With Quorum Federal, dozens of datasets are available at an individual’s fingertips to identify legislative champions for issues their organization cares about.
First, you can look at bills—who is sponsoring and cosponsoring the most bills on legislation you care about? Who is successful at moving these bills through the process and getting things done on our issue?
Then, you can look at documents—who mentions our issue the most in press releases, newsletters to constituents, floor statements, and on social media? Who is spearheading the trending hashtags? Who is using the words we’ve included in our policy messaging?
Congressman Jared Polis (D-CO-2) exemplifies what it looks like to identify a legislative champion on education and technology. Since his election in 2008, Polis is one of the top 10 most frequent sponsors of legislation mentioning education and a top 15 most frequent sponsor of legislation mentioning technology. In 2018 alone, he’s among the top 10 House members in mentions of education and the top 25 House members in mentions of technology.

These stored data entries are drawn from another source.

impl StreamWriter {
    /// Open one data archive per placement endpoint (create, exclusive).
    ///
    /// A write target set with a missing endpoint cannot later be repaired
    /// blindly, so a single failed open fails the whole open.
    #[instrument(skip(cfg, provider), fields(object = %cfg.object_name))]
    pub async fn open(cfg: Arc<ObjectConfig>, provider: &dyn EndpointProvider) -> Result<Self> {
        cfg.validate()?;
        let codec = BlockCodec::new(&cfg)?;
        let stage = EncodeStage::new(codec, DEFAULT_ENCODE_WORKERS);

        let endpoints: Vec<Arc<dyn Endpoint>> =
            cfg.placement.iter().map(|url| provider.resolve(url)).collect();

        let archive_name = cfg.data_archive_name();
        let timeout = cfg.op_timeout();
        let opens = endpoints
            .iter()
            .map(|ep| {
                let name = archive_name.clone();
                async move {
                    let file = with_timeout(
                        ep.url(),
                        timeout,
                        ep.open(&name, OpenMode::CreateNew),
                    )
                    .await?;
                    Ok(ArchiveAppender::new(ep.url().to_string(), file, timeout))
                }
            })
            .collect();
        let results = run_with_policy(opens, SuccessPolicy::All).await?;
        let archives: Vec<ArchiveAppender> = results.into_iter().collect::<Result<_>>()?;

        info!(endpoints = archives.len(), "object opened for writing");

        let status = Arc::new(GlobalStatus::default());
        let (tx, rx) = mpsc::unbounded_channel();
        let drain = tokio::spawn(drain_loop(
            Arc::clone(&cfg),
            endpoints,
            archives,
            rx,
            Arc::clone(&status),
        ));

        Ok(Self {
            cfg,
            stage,
            status,
            current: None,
            next_block: 0,
            encoded_tx: Some(tx),
            drain: Some(drain),
        })
    }

    /// Append application bytes. Never blocks on encoding: a filled block
    /// moves to the encode stage and a fresh buffer starts immediately.
    pub fn write(&mut self, mut data: &[u8]) -> Result<()> {
        let tx = self
            .encoded_tx
            .as_ref()
            .ok_or_else(|| Error::Internal("write after close".to_string()))?;
        self.status.record_issued(data.len() as u64);
        while !data.is_empty() {
            let buff = self.current.get_or_insert_with(|| {
                let buff = WrtBuff::new(&self.cfg, self.next_block);
                self.next_block += 1;
                buff
            });
            let consumed = buff.write(data);
            data = &data[consumed..];
            if buff.is_full() {
                if let Some(full) = self.current.take() {
                    let rx = self.stage.submit(full);
                    if tx.send(rx).is_err() {
                        return Err(Error::Internal("writer drain task gone".to_string()));
                    }
                }
            }
        }
        Ok(())
    }

    /// Cumulative bytes confirmed durably written; monotonic.
    pub fn get_size(&self) -> u64 {
        self.status.confirmed()
    }

    /// Mark that no more writes will be issued and wait for the pipeline to
    /// drain and finalize. Returns the confirmed byte count, or the first
    /// failure observed by any stripe write.
    #[instrument(skip(self), fields(object = %self.cfg.object_name))]
    pub async fn close(&mut self) -> Result<u64> {
        let tx = self
            .encoded_tx
            .take()
            .ok_or_else(|| Error::Internal("close called twice".to_string()))?;
        // force out the final partial block
        if let Some(buff) = self.current.take() {
            if !buff.is_empty() {
                let rx = self.stage.submit(buff);
                tx.send(rx)
                    .map_err(|_| Error::Internal("writer drain task gone".to_string()))?;
            }
        }
        self.status.set_stopped();
        drop(tx);

        if let Some(drain) = self.drain.take() {
            drain
                .await
                .map_err(|e| Error::Internal(format!("drain task panicked: {e}")))?;
        }
        match self.status.take_error() {
            Some(err) => Err(err),
            None => Ok(self.status.confirmed()),
        }
    }
}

We spoke with Rep. Polis about how his personal experiences helped guide the issues he would go on to champion in Congress:
Representing Colorado’s 2nd Congressional District was not Polis’ first taste at elected office. He got his start in politics as a member of the Colorado State Board of Education. And before focusing on education as an elected official, he was the Superintendent of a public charter school.
“I’m passionate about education, I really think education is the key to opportunity for kids to break the intergenerational cycles of poverty that hold so many Americans back from success and so that is really where I spent a lot of my time,” Polis said. “It takes working with a diverse group of stakeholders that often means teachers and school districts and many others to be able to navigate a bill all the way through to signing.”
Experience as an entrepreneur in the tech industry predisposed Polis to be a champion on technology issues in Congress. As someone who started multiple companies, he has been able to put himself in the shoes of other entrepreneurs when drafting legislation that impacts the ability for early-stage companies to thrive.
“I started here in Congress the Innovation and Entrepreneurship caucus, also Startup Day Across America, where we get a number of members of Congress to visit early stage companies in their district to highlight that innovation engine of the American economy,” Polis said. “I’ve really tried to take some of those lessons to make sure I can be a resource to other members of Congress who haven’t had that experience of starting and running a business.”
While Polis’ background, dialogue, and past legislative activity indicates his willingness to champion issues in education and technology, it’s important for constituents and advocacy groups to reach out when they have an ask for his office to bring priorities to his attention.
"My constituents engage in a lively debate and we get to be a part of that and respond,” Polis said. “We see all of it whether they call in, email in, post, tweet...I hear from staff every week about what my constituents are saying so that I can be responsive as their Representative.”